Q: Is it necessary to use fertilizer for parsley, and if so, which kind?

A balanced, all-purpose liquid fertilizer every 4-6 weeks during the growing season can promote fuller, healthier parsley plants. Avoid over-fertilizing, as this can lead to excess foliage growth at the expense of flavor.

Q: Can parsley be grown alongside mint?

It’s best to plant parsley and mint separately. Mint is an aggressive grower and can easily overpower parsley plants.

Q: How do I know when my parsley is ready to harvest?

When parsley leaves look full and vibrant, and the stems have three segments, the plant is usually mature enough for harvesting. This typically occurs within 70-90 days from planting.

Q: Can I save seeds from my parsley plants for next year?

Yes. At the end of the season, allow a few plants to flower and set seed. Once the seed heads turn brown, collect them, dry them completely, and store them in a cool, dry place.

Q: How can I tell if my parsley plant is overwatered?

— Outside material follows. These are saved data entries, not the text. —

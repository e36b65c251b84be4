use crate::models::CommandResult;
use chrono::{DateTime, Utc};
use serde::{Deserialize, Serialize};
use std::fmt;

#[derive(Debug, Clone, Copy, PartialEq, Eq, Hash, Serialize, Deserialize)]
#[serde(rename_all = "snake_case")]
pub enum IdempotencyStatus {
    /// First submission is still executing
    InProgress,
    /// Finished successfully; the cached result is replayed to duplicates
    Completed,
    /// Finished with an error result; also replayed, never re-executed
    Failed,
}

impl IdempotencyStatus {
    pub fn is_terminal(&self) -> bool {
        matches!(self, Self::Completed | Self::Failed)
    }
}

impl fmt::Display for IdempotencyStatus {
    fn fmt(&self, f: &mut fmt::Formatter<'_>) -> fmt::Result {
        match self {
            Self::InProgress => write!(f, "in_progress"),
            Self::Completed => write!(f, "completed"),
            Self::Failed => write!(f, "failed"),
        }
    }
}

/// Bookkeeping for one idempotency key
#[derive(Debug, Clone, PartialEq, Serialize, Deserialize)]
pub struct IdempotencyRecord {
    pub key: String,
    pub status: IdempotencyStatus,
    pub result: Option<CommandResult>,
    pub created_at: DateTime<Utc>,
    pub expires_at: DateTime<Utc>,
}

impl IdempotencyRecord {
    pub(crate) fn in_progress(key: &str, now: DateTime<Utc>, ttl: chrono::Duration) -> Self {
        Self {
            key: key.to_string(),
            status: IdempotencyStatus::InProgress,
            result: None,
            created_at: now,
            expires_at: now + ttl,
        }
    }

    pub fn is_expired_at(&self, now: DateTime<Utc>) -> bool {
        self.expires_at <= now
    }

    /// Settled and past its TTL, so the key may be forgotten
    pub fn is_reclaimable_at(&self, now: DateTime<Utc>) -> bool {
        self.status.is_terminal() && self.is_expired_at(now)
    }
}

/// Outcome of [`IdempotencyGuard::begin`](super::IdempotencyGuard::begin)
#[derive(Debug, Clone, PartialEq)]
pub enum GuardDecision {
    /// Key unseen (or settled and expired); the caller now owns it and must complete it
    Fresh,
    /// Another submission with this key is executing
    InProgress,
    /// Key already settled; replay this result
    Completed(CommandResult),
}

Signs of overwatering include yellowing leaves, wilted or soft stems, and mold or algae growth on the soil surface. If you suspect overwatering, allow the soil to dry out more between watering sessions.

Q: What should I do with my outdoor parsley plants in winter?

In areas with mild winters, parsley may survive outdoors with some mulch for protection. Consider bringing potted parsley indoors or covering it with a cold frame or garden fleece in colder climates.